What is a health reimbursement arrangement (HRA)?

A health reimbursement arrangement (HRA) is an IRS-approved, employer-funded, health benefit used to reimburse employees for out-of-pocket medical expenses and personal health insurance premiums.

Many small- to medium-sized businesses use HRAs over group health insurance or health stipends because of the tax advantages and budget control.

How does it work?

With an HRA, businesses set a monthly allowance for employees. After making health care purchases, most often insurance premiums, employees submit documentation to the business's HRA administrator. From there, the administrator reviews the documents and, if everything is in order, reimburses employees up to their monthly allowance amount, tax-free.

The problem with group health insurance

HRAs are a new way to offer health benefits to employees. Before, most small businesses were unable to offer traditional group benefits because they’re too expensive, too complicated, and too one-size-fits-all.
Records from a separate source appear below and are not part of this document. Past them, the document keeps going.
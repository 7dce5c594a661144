use reqwest::StatusCode;

/// Errors from calls to the babytrack API.
#[derive(Debug, thiserror::Error)]
pub enum ClientError {
    /// HTTP transport or body decoding error.
    #[error("HTTP error: {0}")]
    Http(#[from] reqwest::Error),
    /// The API answered with a non-success status.
    #[error("API error ({status}): {message}")]
    Api { status: StatusCode, message: String },
    #[error("client configuration error: {0}")]
    Config(String),
}

impl ClientError {
    /// Status of an API error, if this is one.
    pub fn status(&self) -> Option<StatusCode> {
        match self {
            ClientError::Api { status, .. } => Some(*status),
            _ => None,
        }
    }
}

/// Best-effort message for a failed response: the body's `error` or
/// `message` field, else the raw body, else the status reason.
pub fn extract_error_message(status: StatusCode, body: &str) -> String {
    if let Ok(serde_json::Value::Object(map)) = serde_json::from_str(body) {
        for key in ["error", "message"] {
            if let Some(serde_json::Value::String(msg)) = map.get(key) {
                if !msg.is_empty() {
                    return msg.clone();
                }
            }
        }
    }

    let trimmed = body.trim();
    if !trimmed.is_empty() {
        return trimmed.to_string();
    }

    status
        .canonical_reason()
        .map(str::to_string)
        .unwrap_or_else(|| status.as_str().to_string())
}

#[cfg(test)]
mod tests {
    use super::*;

    #[test]
    fn prefers_error_then_message() {
        let status = StatusCode::BAD_REQUEST;
        assert_eq!(
            extract_error_message(status, r#"{"error":"bad","message":"other"}"#),
            "bad"
        );
        assert_eq!(extract_error_message(status, r#"{"message":"other"}"#), "other");
    }

    #[test]
    fn falls_back_to_body_then_reason() {
        assert_eq!(
            extract_error_message(StatusCode::BAD_GATEWAY, "upstream down\n"),
            "upstream down"
        );
        assert_eq!(
            extract_error_message(StatusCode::NOT_FOUND, ""),
            "Not Found"
        );
        // JSON without a usable field is shown as-is
        assert_eq!(
            extract_error_message(StatusCode::CONFLICT, r#"{"error":""}"#),
            r#"{"error":""}"#
        );
    }

    #[test]
    fn status_only_for_api_errors() {
        let err = ClientError::Api {
            status: StatusCode::NOT_FOUND,
            message: "gone".into(),
        };
        assert_eq!(err.status(), Some(StatusCode::NOT_FOUND));
        assert_eq!(err.to_string(), "API error (404 Not Found): gone");
        assert_eq!(ClientError::Config("x".into()).status(), None);
    }
}
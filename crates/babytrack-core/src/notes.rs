use chrono::{DateTime, SecondsFormat, Utc};
use serde::{Deserialize, Serialize};

use crate::model::{Id, TrackerEntry, TrackerType};
use crate::time::Window;

/// A tracker entry that carries free-text notes.
#[derive(Debug, Clone, PartialEq, Serialize, Deserialize)]
#[serde(rename_all = "camelCase")]
pub struct Note {
    pub entry_id: Id,
    pub tracker_type: TrackerType,
    pub start_date_time: String,
    pub notes: String,
}

/// Collect the notes of `entries`, newest first.
///
/// Entries with blank notes are skipped. When `window` is given, only
/// entries whose event time lies inside it are kept; otherwise entries
/// without a parseable event time fall back to their creation time.
pub fn collect_notes(entries: &[TrackerEntry], window: Option<Window>) -> Vec<Note> {
    let mut notes: Vec<(DateTime<Utc>, Note)> = entries
        .iter()
        .filter_map(|e| {
            let text = e.text("notes")?.trim();
            if text.is_empty() {
                return None;
            }
            let at = e.event_time().unwrap_or(e.created_at);
            if let Some(w) = window {
                if !w.contains(at) {
                    return None;
                }
            }
            Some((
                at,
                Note {
                    entry_id: e.entry_id.clone(),
                    tracker_type: e.tracker_type,
                    start_date_time: at.to_rfc3339_opts(SecondsFormat::Secs, true),
                    notes: text.to_string(),
                },
            ))
        })
        .collect();

    notes.sort_by(|a, b| b.0.cmp(&a.0).then_with(|| a.1.entry_id.cmp(&b.1.entry_id)));
    notes.into_iter().map(|(_, note)| note).collect()
}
Most people believe health benefits are the services a company offers, such as a health insurance plan or 401(k). With an HRA, it’s the opposite. Companies give employees tax-free money to spend on the consumer services they find most valuable. It’s as simple as wages.

With an HRA, companies set a monthly benefit allowance, and employees buy what fits their personal needs. This saves companies and employees an average of 35 percent in taxes compared with wages while avoiding the pains of offering traditional group benefits.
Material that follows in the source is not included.